What is expected:
Copy out each line of the listing below where the string "injection" appears.

Extracted records:

=====

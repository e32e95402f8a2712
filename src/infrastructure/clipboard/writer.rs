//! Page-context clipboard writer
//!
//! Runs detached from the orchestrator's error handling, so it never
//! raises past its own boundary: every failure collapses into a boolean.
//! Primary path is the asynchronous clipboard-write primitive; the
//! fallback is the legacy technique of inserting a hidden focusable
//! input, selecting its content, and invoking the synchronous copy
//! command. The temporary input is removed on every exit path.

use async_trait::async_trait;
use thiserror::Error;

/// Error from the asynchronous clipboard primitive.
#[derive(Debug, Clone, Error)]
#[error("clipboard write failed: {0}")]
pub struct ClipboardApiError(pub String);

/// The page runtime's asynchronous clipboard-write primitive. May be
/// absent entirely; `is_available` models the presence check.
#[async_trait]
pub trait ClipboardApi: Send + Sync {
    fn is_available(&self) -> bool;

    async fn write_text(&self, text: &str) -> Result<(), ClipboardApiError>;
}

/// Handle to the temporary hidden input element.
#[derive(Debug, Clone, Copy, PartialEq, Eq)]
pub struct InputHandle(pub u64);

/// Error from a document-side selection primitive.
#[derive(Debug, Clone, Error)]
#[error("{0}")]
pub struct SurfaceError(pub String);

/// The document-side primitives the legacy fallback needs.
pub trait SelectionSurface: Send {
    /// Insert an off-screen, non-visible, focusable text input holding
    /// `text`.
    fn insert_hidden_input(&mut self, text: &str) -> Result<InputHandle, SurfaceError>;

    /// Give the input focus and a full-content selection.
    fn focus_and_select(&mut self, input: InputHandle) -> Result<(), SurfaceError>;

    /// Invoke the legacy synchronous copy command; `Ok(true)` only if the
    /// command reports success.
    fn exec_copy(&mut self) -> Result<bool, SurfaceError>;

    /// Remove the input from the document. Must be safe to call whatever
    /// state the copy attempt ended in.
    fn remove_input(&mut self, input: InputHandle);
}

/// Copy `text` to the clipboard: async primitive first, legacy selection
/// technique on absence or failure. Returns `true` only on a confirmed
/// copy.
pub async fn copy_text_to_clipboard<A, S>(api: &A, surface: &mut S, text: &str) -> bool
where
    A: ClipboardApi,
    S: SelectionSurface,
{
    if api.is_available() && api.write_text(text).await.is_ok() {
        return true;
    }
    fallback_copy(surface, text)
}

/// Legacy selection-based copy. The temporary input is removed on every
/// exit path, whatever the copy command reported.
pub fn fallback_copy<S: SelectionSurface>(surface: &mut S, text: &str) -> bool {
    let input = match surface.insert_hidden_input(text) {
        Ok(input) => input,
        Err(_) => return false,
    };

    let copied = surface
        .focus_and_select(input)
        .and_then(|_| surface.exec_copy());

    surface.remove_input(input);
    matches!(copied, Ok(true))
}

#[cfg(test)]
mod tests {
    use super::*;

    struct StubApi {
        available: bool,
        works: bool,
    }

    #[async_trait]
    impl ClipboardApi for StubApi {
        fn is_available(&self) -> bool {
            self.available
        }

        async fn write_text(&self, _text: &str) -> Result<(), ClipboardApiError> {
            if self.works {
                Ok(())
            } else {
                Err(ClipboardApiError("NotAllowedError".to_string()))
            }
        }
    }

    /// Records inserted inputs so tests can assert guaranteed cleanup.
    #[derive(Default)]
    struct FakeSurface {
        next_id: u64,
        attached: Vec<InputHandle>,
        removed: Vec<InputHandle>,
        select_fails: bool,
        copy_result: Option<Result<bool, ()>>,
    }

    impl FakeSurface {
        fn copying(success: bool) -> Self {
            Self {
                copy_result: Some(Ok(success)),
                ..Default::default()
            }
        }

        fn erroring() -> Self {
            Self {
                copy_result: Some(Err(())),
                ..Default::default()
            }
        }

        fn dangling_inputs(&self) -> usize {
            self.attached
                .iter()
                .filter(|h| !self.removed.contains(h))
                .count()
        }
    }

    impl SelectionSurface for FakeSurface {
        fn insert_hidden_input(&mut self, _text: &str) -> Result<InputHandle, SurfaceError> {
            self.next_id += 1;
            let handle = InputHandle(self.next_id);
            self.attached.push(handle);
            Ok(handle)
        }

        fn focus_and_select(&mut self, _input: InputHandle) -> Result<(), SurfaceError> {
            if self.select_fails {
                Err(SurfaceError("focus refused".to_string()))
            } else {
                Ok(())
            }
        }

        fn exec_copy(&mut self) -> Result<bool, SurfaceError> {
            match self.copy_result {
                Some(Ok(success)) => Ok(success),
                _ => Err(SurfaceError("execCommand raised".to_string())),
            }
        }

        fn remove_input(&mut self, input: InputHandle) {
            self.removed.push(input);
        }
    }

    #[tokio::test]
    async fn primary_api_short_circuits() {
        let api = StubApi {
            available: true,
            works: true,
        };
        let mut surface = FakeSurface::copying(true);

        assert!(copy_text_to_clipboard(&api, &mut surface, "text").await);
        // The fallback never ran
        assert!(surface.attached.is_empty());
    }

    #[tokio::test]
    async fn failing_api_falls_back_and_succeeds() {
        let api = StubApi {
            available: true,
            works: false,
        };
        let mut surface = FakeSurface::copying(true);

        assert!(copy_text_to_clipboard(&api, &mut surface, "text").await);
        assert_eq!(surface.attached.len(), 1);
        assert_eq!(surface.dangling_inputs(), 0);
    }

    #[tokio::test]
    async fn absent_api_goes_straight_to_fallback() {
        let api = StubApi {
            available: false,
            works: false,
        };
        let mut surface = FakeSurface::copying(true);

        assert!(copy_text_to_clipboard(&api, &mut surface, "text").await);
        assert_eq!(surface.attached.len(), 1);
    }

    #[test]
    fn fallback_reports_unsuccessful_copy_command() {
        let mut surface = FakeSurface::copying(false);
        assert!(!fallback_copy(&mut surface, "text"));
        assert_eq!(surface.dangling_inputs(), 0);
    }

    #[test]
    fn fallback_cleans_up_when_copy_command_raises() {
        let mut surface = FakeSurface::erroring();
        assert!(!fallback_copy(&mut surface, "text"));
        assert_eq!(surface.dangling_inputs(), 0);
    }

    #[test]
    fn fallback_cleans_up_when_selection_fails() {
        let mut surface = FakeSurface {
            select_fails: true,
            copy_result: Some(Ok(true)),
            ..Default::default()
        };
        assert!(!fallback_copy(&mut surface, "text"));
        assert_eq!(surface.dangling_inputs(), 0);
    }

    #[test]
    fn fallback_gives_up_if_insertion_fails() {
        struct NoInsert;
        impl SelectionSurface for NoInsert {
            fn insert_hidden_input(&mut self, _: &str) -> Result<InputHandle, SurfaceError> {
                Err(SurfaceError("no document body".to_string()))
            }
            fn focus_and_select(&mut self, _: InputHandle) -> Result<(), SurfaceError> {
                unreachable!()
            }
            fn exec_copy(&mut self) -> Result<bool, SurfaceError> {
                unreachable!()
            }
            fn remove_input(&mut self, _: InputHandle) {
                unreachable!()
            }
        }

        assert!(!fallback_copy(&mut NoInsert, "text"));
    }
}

=====

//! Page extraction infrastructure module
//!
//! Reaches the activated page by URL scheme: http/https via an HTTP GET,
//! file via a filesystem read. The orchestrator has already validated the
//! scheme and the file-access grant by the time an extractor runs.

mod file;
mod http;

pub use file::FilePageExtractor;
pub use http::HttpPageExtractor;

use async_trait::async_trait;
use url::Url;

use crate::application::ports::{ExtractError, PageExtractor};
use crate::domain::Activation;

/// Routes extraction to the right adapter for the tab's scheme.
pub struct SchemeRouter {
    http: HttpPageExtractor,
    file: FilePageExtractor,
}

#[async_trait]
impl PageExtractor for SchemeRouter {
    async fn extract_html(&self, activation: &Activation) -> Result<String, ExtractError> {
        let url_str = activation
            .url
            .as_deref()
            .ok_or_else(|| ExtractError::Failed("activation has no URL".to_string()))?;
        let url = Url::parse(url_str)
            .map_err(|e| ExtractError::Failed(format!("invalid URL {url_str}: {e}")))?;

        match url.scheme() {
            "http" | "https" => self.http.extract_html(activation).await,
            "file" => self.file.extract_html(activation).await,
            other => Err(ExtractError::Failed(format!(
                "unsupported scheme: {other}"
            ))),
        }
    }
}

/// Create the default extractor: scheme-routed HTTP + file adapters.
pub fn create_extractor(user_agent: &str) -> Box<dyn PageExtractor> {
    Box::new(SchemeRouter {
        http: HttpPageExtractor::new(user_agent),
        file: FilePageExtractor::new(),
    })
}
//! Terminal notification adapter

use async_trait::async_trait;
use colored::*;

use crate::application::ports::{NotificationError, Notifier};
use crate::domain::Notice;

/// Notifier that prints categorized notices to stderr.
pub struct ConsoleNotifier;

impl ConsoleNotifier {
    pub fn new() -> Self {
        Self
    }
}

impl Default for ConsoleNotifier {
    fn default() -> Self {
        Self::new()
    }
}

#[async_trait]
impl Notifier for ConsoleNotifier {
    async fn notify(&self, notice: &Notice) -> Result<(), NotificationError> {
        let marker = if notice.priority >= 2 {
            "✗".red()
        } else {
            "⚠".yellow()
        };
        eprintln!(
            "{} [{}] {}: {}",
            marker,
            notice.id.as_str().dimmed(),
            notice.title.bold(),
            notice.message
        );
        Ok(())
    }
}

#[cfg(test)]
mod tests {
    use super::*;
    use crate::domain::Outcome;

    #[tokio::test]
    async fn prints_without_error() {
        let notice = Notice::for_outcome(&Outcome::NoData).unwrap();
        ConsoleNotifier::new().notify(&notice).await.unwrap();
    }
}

=====

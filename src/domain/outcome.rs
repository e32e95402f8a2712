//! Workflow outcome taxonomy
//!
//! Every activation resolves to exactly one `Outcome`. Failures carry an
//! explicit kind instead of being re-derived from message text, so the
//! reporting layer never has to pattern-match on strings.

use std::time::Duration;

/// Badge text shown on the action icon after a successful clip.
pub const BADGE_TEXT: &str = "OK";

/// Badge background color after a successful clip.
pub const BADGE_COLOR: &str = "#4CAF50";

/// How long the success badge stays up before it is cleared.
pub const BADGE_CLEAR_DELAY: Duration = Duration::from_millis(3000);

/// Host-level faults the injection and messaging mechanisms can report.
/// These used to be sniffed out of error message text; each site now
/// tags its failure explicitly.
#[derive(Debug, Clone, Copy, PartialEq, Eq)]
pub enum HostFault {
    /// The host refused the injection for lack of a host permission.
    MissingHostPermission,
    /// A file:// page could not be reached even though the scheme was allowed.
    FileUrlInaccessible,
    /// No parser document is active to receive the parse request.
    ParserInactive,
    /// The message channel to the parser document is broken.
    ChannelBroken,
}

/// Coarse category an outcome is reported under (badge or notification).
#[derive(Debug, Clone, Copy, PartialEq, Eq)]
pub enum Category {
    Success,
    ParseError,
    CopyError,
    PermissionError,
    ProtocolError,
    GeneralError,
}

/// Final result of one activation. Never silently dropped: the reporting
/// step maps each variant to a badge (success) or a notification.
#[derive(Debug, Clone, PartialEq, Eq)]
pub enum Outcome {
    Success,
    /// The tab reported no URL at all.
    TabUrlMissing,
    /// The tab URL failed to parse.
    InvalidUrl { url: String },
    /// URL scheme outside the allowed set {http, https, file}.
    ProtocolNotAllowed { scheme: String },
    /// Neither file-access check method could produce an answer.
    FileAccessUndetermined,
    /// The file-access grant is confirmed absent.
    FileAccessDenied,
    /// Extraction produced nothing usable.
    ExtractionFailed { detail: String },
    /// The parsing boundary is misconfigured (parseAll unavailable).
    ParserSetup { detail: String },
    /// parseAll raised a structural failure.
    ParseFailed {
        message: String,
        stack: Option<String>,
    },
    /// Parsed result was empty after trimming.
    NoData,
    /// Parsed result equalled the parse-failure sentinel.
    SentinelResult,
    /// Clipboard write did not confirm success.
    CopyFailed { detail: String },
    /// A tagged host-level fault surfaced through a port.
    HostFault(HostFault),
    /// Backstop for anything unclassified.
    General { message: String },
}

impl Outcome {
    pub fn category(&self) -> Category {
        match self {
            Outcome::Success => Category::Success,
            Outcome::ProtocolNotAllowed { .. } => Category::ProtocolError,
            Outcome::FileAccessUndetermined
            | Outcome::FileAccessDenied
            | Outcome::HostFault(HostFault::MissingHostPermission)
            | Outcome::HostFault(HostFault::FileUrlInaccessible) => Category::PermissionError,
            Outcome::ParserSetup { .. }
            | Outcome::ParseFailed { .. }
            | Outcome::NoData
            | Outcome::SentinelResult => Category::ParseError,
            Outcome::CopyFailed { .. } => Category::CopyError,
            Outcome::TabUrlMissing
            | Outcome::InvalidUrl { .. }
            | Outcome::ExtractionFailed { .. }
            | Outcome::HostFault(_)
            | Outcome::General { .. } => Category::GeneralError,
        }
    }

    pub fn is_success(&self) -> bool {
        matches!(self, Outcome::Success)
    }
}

=====

Problem solution:
/// Host-level faults the injection and messaging mechanisms can report.
    /// The host refused the injection for lack of a host permission.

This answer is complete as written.